[What needs to be done] Lines from the first one down to the one containing "impl Default for" in the data below are the only ones needed; please return them exactly, both ends included.

[Task data]

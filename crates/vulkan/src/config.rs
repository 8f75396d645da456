//! Vulkan backend configuration.

use serde::{Deserialize, Serialize};

/// Options for creating a [`VulkanBackend`](crate::VulkanBackend).
///
/// Deserialized from the `[vulkan]` table of the application config.
#[derive(Clone, Debug, PartialEq, Eq, Serialize, Deserialize)]
#[serde(default)]
pub struct VulkanConfig {
    /// Enables the Khronos validation layer and routes its messages into
    /// `tracing`. Ignored with a warning when the layer is not installed.
    pub enable_validation: bool,
    /// Application name reported to the driver.
    pub application_name: String,
    /// Scores discrete GPUs above integrated ones during device selection.
    pub prefer_discrete_gpu: bool,
}

impl Default for VulkanConfig {
    fn default() -> Self {
        Self {
            enable_validation: cfg!(debug_assertions),
            application_name: "forge".to_string(),
            prefer_discrete_gpu: true,
        }
    }
}

#[cfg(test)]
mod tests {
    use super::*;

    #[test]
    fn test_default_config() {
        let config = VulkanConfig::default();
        assert_eq!(config.enable_validation, cfg!(debug_assertions));
        assert_eq!(config.application_name, "forge");
        assert!(config.prefer_discrete_gpu);
    }

    #[test]
    fn test_partial_table() {
        let config: VulkanConfig = forge_core::config::parse("prefer_discrete_gpu = false").unwrap();
        assert!(!config.prefer_discrete_gpu);
        assert_eq!(config.application_name, "forge");
    }
}
//! Stable-index arena.
//!
//! # Overview
//!
//! [`StableIndexArena`] stores elements so that the index returned by
//! [`emplace`](StableIndexArena::emplace) keeps naming the same element until
//! it is [`remove`](StableIndexArena::remove)d, no matter how many other
//! elements come and go. Removal leaves a tombstone that the next insertion
//! reuses; storage never shrinks.
//!
//! Free slots are tracked by an allocation bitmap, one bit per slot, so the
//! first hole is found a word at a time.
//!
//! # Example
//!
//! ```
//! use forge_rhi::arena::StableIndexArena;
//!
//! let mut arena = StableIndexArena::new();
//! let a = arena.emplace("a");
//! let b = arena.emplace("b");
//! assert_eq!(arena.remove(a), "a");
//!
//! // `b` is unaffected and the hole at `a` is reused.
//! assert_eq!(*arena.at(b), "b");
//! assert_eq!(arena.emplace("c"), a);
//! ```

use crate::error::ArenaError;

const WORD_BITS: usize = u64::BITS as usize;

/// Container whose indices stay valid for the lifetime of each element.
///
/// Not internally synchronized.
#[derive(Debug, Clone)]
pub struct StableIndexArena<T> {
    slots: Vec<Option<T>>,
    /// Bit `i % 64` of word `i / 64` is set while slot `i` is allocated.
    allocated: Vec<u64>,
    len: usize,
}

impl<T> Default for StableIndexArena<T> {
    fn default() -> Self {
        Self::new()
    }
}

impl<T> StableIndexArena<T> {
    pub fn new() -> Self {
        Self {
            slots: Vec::new(),
            allocated: Vec::new(),
            len: 0,
        }
    }

    pub fn with_capacity(capacity: usize) -> Self {
        Self {
            slots: Vec::with_capacity(capacity),
            allocated: Vec::with_capacity(capacity.div_ceil(WORD_BITS)),
            len: 0,
        }
    }

    /// Inserts `value` into the first free slot, appending one if none is
    /// free, and returns its index.
    pub fn emplace(&mut self, value: T) -> usize {
        let index = self.first_free();
        if index == self.slots.len() {
            self.slots.push(Some(value));
            if index / WORD_BITS >= self.allocated.len() {
                self.allocated.push(0);
            }
        } else {
            debug_assert!(self.slots[index].is_none());
            self.slots[index] = Some(value);
        }
        self.allocated[index / WORD_BITS] |= 1 << (index % WORD_BITS);
        self.len += 1;
        index
    }

    /// Removes the element at `index` and hands it back so the caller can
    /// release whatever it owns.
    ///
    /// # Panics
    ///
    /// Panics if `index` is out of range or not allocated.
    pub fn remove(&mut self, index: usize) -> T {
        if let Err(e) = self.check(index) {
            panic!("StableIndexArena::remove: {e}");
        }
        self.allocated[index / WORD_BITS] &= !(1 << (index % WORD_BITS));
        self.len -= 1;
        match self.slots[index].take() {
            Some(value) => value,
            None => unreachable!("allocated slot {index} holds no value"),
        }
    }

    /// Returns the element at `index`.
    ///
    /// # Panics
    ///
    /// Panics with [`ArenaError::OutOfRange`] or [`ArenaError::UseAfterFree`].
    #[track_caller]
    pub fn at(&self, index: usize) -> &T {
        match self.try_at(index) {
            Ok(value) => value,
            Err(e) => panic!("StableIndexArena::at: {e}"),
        }
    }

    /// Mutable counterpart of [`at`](Self::at).
    #[track_caller]
    pub fn at_mut(&mut self, index: usize) -> &mut T {
        if let Err(e) = self.check(index) {
            panic!("StableIndexArena::at_mut: {e}");
        }
        match self.slots[index].as_mut() {
            Some(value) => value,
            None => unreachable!("allocated slot {index} holds no value"),
        }
    }

    /// Checked access.
    pub fn try_at(&self, index: usize) -> Result<&T, ArenaError> {
        self.check(index)?;
        self.slots[index]
            .as_ref()
            .ok_or(ArenaError::UseAfterFree { index })
    }

    /// Returns the element at `index` if it is allocated.
    #[inline]
    pub fn get(&self, index: usize) -> Option<&T> {
        self.slots.get(index).and_then(Option::as_ref)
    }

    #[inline]
    pub fn get_mut(&mut self, index: usize) -> Option<&mut T> {
        self.slots.get_mut(index).and_then(Option::as_mut)
    }

    /// Whether `index` currently names an element.
    #[inline]
    pub fn is_valid(&self, index: usize) -> bool {
        index < self.slots.len() && self.bit(index)
    }

    #[inline]
    pub fn is_empty(&self) -> bool {
        self.len == 0
    }

    /// Number of live elements.
    #[inline]
    pub fn len(&self) -> usize {
        self.len
    }

    /// Number of slots, live or free. Indices are always below this.
    #[inline]
    pub fn size(&self) -> usize {
        self.slots.len()
    }

    #[inline]
    pub fn capacity(&self) -> usize {
        self.slots.capacity()
    }

    /// Iterates live elements with their indices, in index order.
    pub fn iter(&self) -> impl Iterator<Item = (usize, &T)> {
        self.slots
            .iter()
            .enumerate()
            .filter_map(|(i, slot)| slot.as_ref().map(|value| (i, value)))
    }

    /// Indices of all live elements, in index order.
    pub fn indices(&self) -> Vec<usize> {
        self.iter().map(|(i, _)| i).collect()
    }

    /// Removes every element and returns them. Slots are kept as holes.
    pub fn drain(&mut self) -> Vec<T> {
        self.allocated.iter_mut().for_each(|word| *word = 0);
        self.len = 0;
        self.slots.iter_mut().filter_map(Option::take).collect()
    }

    fn check(&self, index: usize) -> Result<(), ArenaError> {
        if index >= self.slots.len() {
            return Err(ArenaError::OutOfRange {
                index,
                size: self.slots.len(),
            });
        }
        if !self.bit(index) {
            return Err(ArenaError::UseAfterFree { index });
        }
        Ok(())
    }

    #[inline]
    fn bit(&self, index: usize) -> bool {
        self.allocated[index / WORD_BITS] & (1 << (index % WORD_BITS)) != 0
    }

    fn first_free(&self) -> usize {
        for (word_index, &word) in self.allocated.iter().enumerate() {
            if word != u64::MAX {
                let index = word_index * WORD_BITS + word.trailing_ones() as usize;
                // Bits past the last slot are zero, so this lands on `size()`
                // when the last word has room but no hole.
                return index.min(self.slots.len());
            }
        }
        self.slots.len()
    }
}

#[cfg(test)]
mod tests {
    use super::*;

    #[test]
    fn test_emplace_appends_in_order() {
        let mut arena = StableIndexArena::new();
        assert!(arena.is_empty());
        assert_eq!(arena.emplace(10), 0);
        assert_eq!(arena.emplace(11), 1);
        assert_eq!(arena.emplace(12), 2);
        assert_eq!(arena.len(), 3);
        assert_eq!(arena.size(), 3);
        assert!(arena.capacity() >= 3);
    }

    #[test]
    fn test_remove_returns_payload_and_reuses_hole() {
        let mut arena = StableIndexArena::new();
        let a = arena.emplace(String::from("a"));
        let b = arena.emplace(String::from("b"));
        let c = arena.emplace(String::from("c"));

        assert_eq!(arena.remove(b), "b");
        assert!(!arena.is_valid(b));
        assert_eq!(arena.len(), 2);
        assert_eq!(arena.size(), 3);

        // The hole is reused before the arena grows.
        assert_eq!(arena.emplace(String::from("d")), b);
        assert_eq!(arena.at(a), "a");
        assert_eq!(arena.at(b), "d");
        assert_eq!(arena.at(c), "c");
        assert_eq!(arena.size(), 3);
    }

    #[test]
    fn test_lowest_hole_is_reused_first() {
        let mut arena = StableIndexArena::new();
        for i in 0..5 {
            arena.emplace(i);
        }
        arena.remove(3);
        arena.remove(1);
        assert_eq!(arena.emplace(100), 1);
        assert_eq!(arena.emplace(101), 3);
        assert_eq!(arena.emplace(102), 5);
    }

    #[test]
    fn test_try_at_errors() {
        let mut arena = StableIndexArena::new();
        let index = arena.emplace(1u32);
        assert_eq!(
            arena.try_at(4).unwrap_err(),
            ArenaError::OutOfRange { index: 4, size: 1 }
        );
        arena.remove(index);
        assert_eq!(
            arena.try_at(index).unwrap_err(),
            ArenaError::UseAfterFree { index }
        );
        assert!(arena.get(index).is_none());
    }

    #[test]
    #[should_panic(expected = "use after free")]
    fn test_at_panics_after_remove() {
        let mut arena = StableIndexArena::new();
        let index = arena.emplace(1u32);
        arena.remove(index);
        let _ = arena.at(index);
    }

    #[test]
    #[should_panic(expected = "out of range")]
    fn test_at_panics_out_of_range() {
        let arena: StableIndexArena<u32> = StableIndexArena::new();
        let _ = arena.at(0);
    }

    #[test]
    #[should_panic(expected = "use after free")]
    fn test_double_remove_panics() {
        let mut arena = StableIndexArena::new();
        let index = arena.emplace(1u32);
        arena.remove(index);
        arena.remove(index);
    }

    #[test]
    fn test_iter_skips_holes() {
        let mut arena = StableIndexArena::new();
        for i in 0..4 {
            arena.emplace(i * 10);
        }
        arena.remove(0);
        arena.remove(2);
        let live: Vec<_> = arena.iter().map(|(i, v)| (i, *v)).collect();
        assert_eq!(live, vec![(1, 10), (3, 30)]);
        assert_eq!(arena.indices(), vec![1, 3]);
    }

    #[test]
    fn test_bitmap_spans_multiple_words() {
        let mut arena = StableIndexArena::new();
        for i in 0..130 {
            assert_eq!(arena.emplace(i), i);
        }
        arena.remove(64);
        arena.remove(129);
        assert_eq!(arena.emplace(1000), 64);
        assert_eq!(arena.emplace(1001), 129);
        assert_eq!(arena.emplace(1002), 130);
        assert_eq!(*arena.at(63), 63);
        assert_eq!(*arena.at(65), 65);
    }

    #[test]
    fn test_indices_stable_under_churn() {
        // Deterministic pseudo-random traffic; every live index must keep
        // resolving to the value stored when it was returned.
        let mut arena = StableIndexArena::new();
        let mut live: Vec<(usize, u64)> = Vec::new();
        let mut state = 0x9E37_79B9_7F4A_7C15u64;
        for step in 0..2000u64 {
            state ^= state << 13;
            state ^= state >> 7;
            state ^= state << 17;
            if live.is_empty() || state % 3 != 0 {
                let index = arena.emplace(step);
                assert!(live.iter().all(|&(i, _)| i != index));
                live.push((index, step));
            } else {
                let victim = (state as usize / 3) % live.len();
                let (index, value) = live.swap_remove(victim);
                assert_eq!(arena.remove(index), value);
            }
            for &(index, value) in &live {
                assert_eq!(*arena.at(index), value);
            }
        }
        assert_eq!(arena.len(), live.len());
    }

    #[test]
    fn test_drain_empties_but_keeps_slots() {
        let mut arena = StableIndexArena::new();
        arena.emplace('a');
        arena.emplace('b');
        let drained = arena.drain();
        assert_eq!(drained, vec!['a', 'b']);
        assert!(arena.is_empty());
        assert_eq!(arena.size(), 2);
        assert_eq!(arena.emplace('c'), 0);
    }

    #[test]
    fn test_at_mut_updates_in_place() {
        let mut arena = StableIndexArena::new();
        let index = arena.emplace(vec![1]);
        arena.at_mut(index).push(2);
        assert_eq!(arena.at(index), &vec![1, 2]);
    }
}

[Answer area]
filename crates/vulkan/src/config.rs
repository 8f75396d645da456
//! Vulkan backend configuration.

use serde::{Deserialize, Serialize};

/// Options for creating a [`VulkanBackend`](crate::VulkanBackend).
///
/// Deserialized from the `[vulkan]` table of the application config.
#[derive(Clone, Debug, PartialEq, Eq, Serialize, Deserialize)]
#[serde(default)]
pub struct VulkanConfig {
    /// Enables the Khronos validation layer and routes its messages into
    /// `tracing`. Ignored with a warning when the layer is not installed.
    pub enable_validation: bool,
    /// Application name reported to the driver.
    pub application_name: String,
    /// Scores discrete GPUs above integrated ones during device selection.
    pub prefer_discrete_gpu: bool,
}

impl Default for VulkanConfig {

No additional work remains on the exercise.